第二,对互联网平台进行国有化。例如,普林斯顿大学信息技术政策中心研究员菲利普·霍华德在2012年时就提出应将脸书国有化,或者至少要在公共产权或至少多数控股(publicownershipandatleastamajorityshare)的条件下,对它们进行改造(Howard,2012)。这一想法能够修复现在糟糕的隐私保护问题,允许社交媒体发挥社会公益的真正潜力,并迫使平台将有价值的数据用于重大的社会问题。国内也有学者存在相同的呼吁。但从实际出发,国有化的治理路径存在明显不足:对于政府来说,对互联网平台尤其是超级互联网平台的国有化将耗费巨大的财政资源,更重要的是违背社会主义市场经济的基本原则。

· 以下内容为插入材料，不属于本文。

//! Domain validation errors.

use std::fmt;

/// Errors that can occur during domain value object validation.
#[derive(Debug, Clone, PartialEq, Eq)]
pub enum ValidationError {
    /// The provided contact name is empty.
    EmptyName,

    /// The provided phone number is not exactly 10 digits.
    InvalidPhone(String),

    /// The provided birthday is not a valid `DD.MM.YYYY` date.
    InvalidDate(String),
}

impl fmt::Display for ValidationError {
    fn fmt(&self, f: &mut fmt::Formatter<'_>) -> fmt::Result {
        match self {
            Self::EmptyName => write!(f, "Contact name cannot be empty"),
            Self::InvalidPhone(phone) => {
                write!(f, "The phone number must consist of 10 digits: {}", phone)
            }
            Self::InvalidDate(date) => {
                write!(f, "Invalid date format. Use DD.MM.YYYY: {}", date)
            }
        }
    }
}

impl std::error::Error for ValidationError {}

我们暂且把这个方案称作“私有制属性、社会化监管”。在一定意义上,平台治理委员会并不是套在平台公司头上的“紧箍咒”,而是帮助平台公司规避风险,协调与政府、社会各方关系,替平台公司松绑、减负。互联网作为人类生活的新空间和国家治理的新阵地,不仅要落实网络强国战略,而且要匹配符合网络强国战略地位的治理方案。在深化互联网治理体制、机制的改革过程中,只有优化治理决策机制,将政府、社会、平台的资源切实灵活调动起来,让多元主体充分发挥制衡作用,才能保证互联网平台公共服务职能的落地。
注释:
[1]国内首款反低俗小程序,可以对文字或链接进行提取、分词和语义识别,根据算法规则输出分数、评级和结论。此外还配置了反色情文本模型和反谩骂模型。识别准确率提升至82%。
[2]内容审核以外,还升级了未成年人管理工具以及内容运营推荐,对知识科普类、传统文化类视频进行加权推荐。